_Brief_: Check each line of the records below and collect those that include the word "Result".

_Exercise data_:
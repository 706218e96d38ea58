use crate::{Result, types::Content};
use async_trait::async_trait;
use futures::stream::{Stream, StreamExt};
use serde::{Deserialize, Serialize};
use std::pin::Pin;

pub type LlmResponseStream = Pin<Box<dyn Stream<Item = Result<LlmResponse>> + Send>>;

/// A hosted text-generation backend.
///
/// With `stream = false` implementations yield exactly one complete response.
/// With `stream = true` they yield partial chunks followed by a final chunk
/// whose `turn_complete` is set.
#[async_trait]
pub trait Llm: Send + Sync {
    fn name(&self) -> &str;
    async fn generate_content(&self, req: LlmRequest, stream: bool) -> Result<LlmResponseStream>;
}

#[derive(Debug, Clone, Serialize, Deserialize)]
pub struct LlmRequest {
    pub model: String,
    pub contents: Vec<Content>,
    pub config: Option<GenerateContentConfig>,
}

#[derive(Debug, Clone, Default, Serialize, Deserialize)]
pub struct GenerateContentConfig {
    pub temperature: Option<f32>,
    pub top_p: Option<f32>,
    pub max_output_tokens: Option<i32>,
    /// Requested MIME type of the reply, e.g. `application/json`.
    #[serde(skip_serializing_if = "Option::is_none")]
    pub response_mime_type: Option<String>,
}

#[derive(Debug, Clone, Default, Serialize, Deserialize)]
pub struct LlmResponse {
    pub content: Option<Content>,
    pub usage_metadata: Option<UsageMetadata>,
    pub finish_reason: Option<FinishReason>,
    #[serde(skip_serializing_if = "Option::is_none")]
    pub citation_metadata: Option<CitationMetadata>,
    pub partial: bool,
    pub turn_complete: bool,
}

#[derive(Debug, Clone, PartialEq, Serialize, Deserialize)]
pub struct UsageMetadata {
    pub prompt_token_count: i32,
    pub candidates_token_count: i32,
    pub total_token_count: i32,
}

/// Citation metadata emitted by model providers for source attribution.
#[derive(Debug, Clone, Default, Serialize, Deserialize, PartialEq)]
#[serde(rename_all = "camelCase")]
pub struct CitationMetadata {
    pub citation_sources: Vec<CitationSource>,
}

/// One citation source.
#[derive(Debug, Clone, Serialize, Deserialize, PartialEq)]
#[serde(rename_all = "camelCase")]
pub struct CitationSource {
    pub uri: Option<String>,
    pub title: Option<String>,
    pub publication_date: Option<String>,
}

#[derive(Debug, Clone, Copy, PartialEq, Eq, Serialize, Deserialize)]
pub enum FinishReason {
    Stop,
    MaxTokens,
    Safety,
    Recitation,
    Other,
}

impl LlmRequest {
    pub fn new(model: impl Into<String>, contents: Vec<Content>) -> Self {
        Self { model: model.into(), contents, config: None }
    }

    /// Set the generation config.
    pub fn with_config(mut self, config: GenerateContentConfig) -> Self {
        self.config = Some(config);
        self
    }

    /// Ask the provider for a reply of the given MIME type.
    pub fn with_response_mime_type(mut self, mime_type: impl Into<String>) -> Self {
        let config = self.config.get_or_insert_with(GenerateContentConfig::default);
        config.response_mime_type = Some(mime_type.into());
        self
    }
}

impl LlmResponse {
    pub fn new(content: Content) -> Self {
        Self {
            content: Some(content),
            usage_metadata: None,
            finish_reason: Some(FinishReason::Stop),
            citation_metadata: None,
            partial: false,
            turn_complete: true,
        }
    }

    /// Text of every part in this response, concatenated.
    pub fn text(&self) -> String {
        self.content.as_ref().map(Content::text).unwrap_or_default()
    }
}

/// Drains a response stream into one response.
///
/// Text of partial chunks is concatenated in arrival order. Finish reason,
/// usage and citations are taken from the last chunk that carries them.
pub async fn collect_response(mut stream: LlmResponseStream) -> Result<LlmResponse> {
    let mut text = String::new();
    let mut merged = LlmResponse::default();

    while let Some(chunk) = stream.next().await {
        let chunk = chunk?;
        text.push_str(&chunk.text());
        if chunk.finish_reason.is_some() {
            merged.finish_reason = chunk.finish_reason;
        }
        if chunk.usage_metadata.is_some() {
            merged.usage_metadata = chunk.usage_metadata;
        }
        if chunk.citation_metadata.is_some() {
            merged.citation_metadata = chunk.citation_metadata;
        }
    }

    merged.content = Some(Content::new("model").with_text(text));
    merged.turn_complete = true;
    Ok(merged)
}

_Output for this exercise_:
use crate::{Result, types::Content};
pub type LlmResponseStream = Pin<Box<dyn Stream<Item = Result<LlmResponse>> + Send>>;
    async fn generate_content(&self, req: LlmRequest, stream: bool) -> Result<LlmResponseStream>;
pub async fn collect_response(mut stream: LlmResponseStream) -> Result<LlmResponse> {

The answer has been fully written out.